Search the entries for the word "with" and report each line that has it.

+---+

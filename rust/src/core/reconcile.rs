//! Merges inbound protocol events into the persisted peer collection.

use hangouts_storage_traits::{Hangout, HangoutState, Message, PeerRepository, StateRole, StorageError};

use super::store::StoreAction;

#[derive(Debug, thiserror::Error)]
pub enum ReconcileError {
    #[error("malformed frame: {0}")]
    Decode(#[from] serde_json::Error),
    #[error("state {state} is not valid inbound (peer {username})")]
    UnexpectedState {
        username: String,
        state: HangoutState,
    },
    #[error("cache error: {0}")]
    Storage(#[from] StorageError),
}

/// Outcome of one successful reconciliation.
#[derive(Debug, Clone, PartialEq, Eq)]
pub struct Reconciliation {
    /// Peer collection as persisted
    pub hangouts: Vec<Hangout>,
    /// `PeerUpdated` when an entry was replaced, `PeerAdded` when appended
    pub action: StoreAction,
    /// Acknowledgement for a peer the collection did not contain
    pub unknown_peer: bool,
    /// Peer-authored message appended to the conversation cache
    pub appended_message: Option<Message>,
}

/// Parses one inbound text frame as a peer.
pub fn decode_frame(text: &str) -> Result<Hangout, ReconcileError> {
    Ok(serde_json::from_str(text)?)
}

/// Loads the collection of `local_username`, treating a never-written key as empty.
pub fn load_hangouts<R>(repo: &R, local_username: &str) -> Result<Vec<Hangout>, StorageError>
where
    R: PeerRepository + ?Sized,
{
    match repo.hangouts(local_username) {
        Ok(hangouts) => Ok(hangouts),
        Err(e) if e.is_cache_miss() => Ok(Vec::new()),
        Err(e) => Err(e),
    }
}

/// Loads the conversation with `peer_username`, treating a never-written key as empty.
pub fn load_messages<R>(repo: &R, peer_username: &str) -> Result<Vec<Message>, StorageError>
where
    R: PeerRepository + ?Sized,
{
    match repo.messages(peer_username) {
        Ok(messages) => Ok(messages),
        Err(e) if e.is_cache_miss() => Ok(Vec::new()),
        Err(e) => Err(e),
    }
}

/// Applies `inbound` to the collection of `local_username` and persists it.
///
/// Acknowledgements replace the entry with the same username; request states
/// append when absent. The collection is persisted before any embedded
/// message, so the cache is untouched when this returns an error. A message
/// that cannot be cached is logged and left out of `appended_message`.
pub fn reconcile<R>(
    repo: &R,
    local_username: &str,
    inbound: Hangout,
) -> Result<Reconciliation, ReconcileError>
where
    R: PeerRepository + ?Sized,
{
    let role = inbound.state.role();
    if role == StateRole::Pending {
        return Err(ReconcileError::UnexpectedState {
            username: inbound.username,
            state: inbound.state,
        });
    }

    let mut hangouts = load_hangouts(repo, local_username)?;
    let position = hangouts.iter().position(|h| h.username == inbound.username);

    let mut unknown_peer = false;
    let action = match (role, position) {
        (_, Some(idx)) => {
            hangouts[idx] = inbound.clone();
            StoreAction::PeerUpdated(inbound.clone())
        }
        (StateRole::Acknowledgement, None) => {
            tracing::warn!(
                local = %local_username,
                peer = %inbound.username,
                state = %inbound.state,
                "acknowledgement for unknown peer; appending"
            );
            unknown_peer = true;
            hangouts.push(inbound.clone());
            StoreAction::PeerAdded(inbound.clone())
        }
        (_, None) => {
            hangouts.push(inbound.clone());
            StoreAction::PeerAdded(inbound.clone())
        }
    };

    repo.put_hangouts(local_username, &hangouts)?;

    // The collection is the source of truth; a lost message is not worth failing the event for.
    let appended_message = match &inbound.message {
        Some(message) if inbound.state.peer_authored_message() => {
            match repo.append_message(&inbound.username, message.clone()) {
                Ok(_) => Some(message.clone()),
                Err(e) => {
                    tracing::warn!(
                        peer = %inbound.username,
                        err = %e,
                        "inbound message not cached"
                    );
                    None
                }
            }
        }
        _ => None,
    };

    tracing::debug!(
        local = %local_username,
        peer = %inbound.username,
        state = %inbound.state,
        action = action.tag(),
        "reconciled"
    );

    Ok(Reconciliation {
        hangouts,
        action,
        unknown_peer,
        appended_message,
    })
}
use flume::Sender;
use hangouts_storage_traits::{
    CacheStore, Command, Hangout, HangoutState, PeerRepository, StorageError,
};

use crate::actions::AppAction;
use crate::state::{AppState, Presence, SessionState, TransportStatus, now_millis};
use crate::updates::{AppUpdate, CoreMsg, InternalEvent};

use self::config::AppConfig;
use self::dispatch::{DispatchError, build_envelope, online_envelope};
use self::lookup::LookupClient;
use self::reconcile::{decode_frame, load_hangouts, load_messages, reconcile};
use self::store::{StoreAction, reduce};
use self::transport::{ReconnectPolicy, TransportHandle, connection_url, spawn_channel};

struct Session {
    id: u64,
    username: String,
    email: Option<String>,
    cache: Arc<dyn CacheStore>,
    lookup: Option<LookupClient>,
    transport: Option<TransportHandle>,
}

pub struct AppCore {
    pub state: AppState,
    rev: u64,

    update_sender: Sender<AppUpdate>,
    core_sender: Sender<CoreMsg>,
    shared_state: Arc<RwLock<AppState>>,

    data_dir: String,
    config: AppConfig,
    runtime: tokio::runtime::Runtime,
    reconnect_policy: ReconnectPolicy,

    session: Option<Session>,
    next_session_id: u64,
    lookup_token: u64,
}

+---+

● ANSWER BELOW:
/// Loads the conversation with `peer_username`, treating a never-written key as empty.
/// Acknowledgements replace the entry with the same username; request states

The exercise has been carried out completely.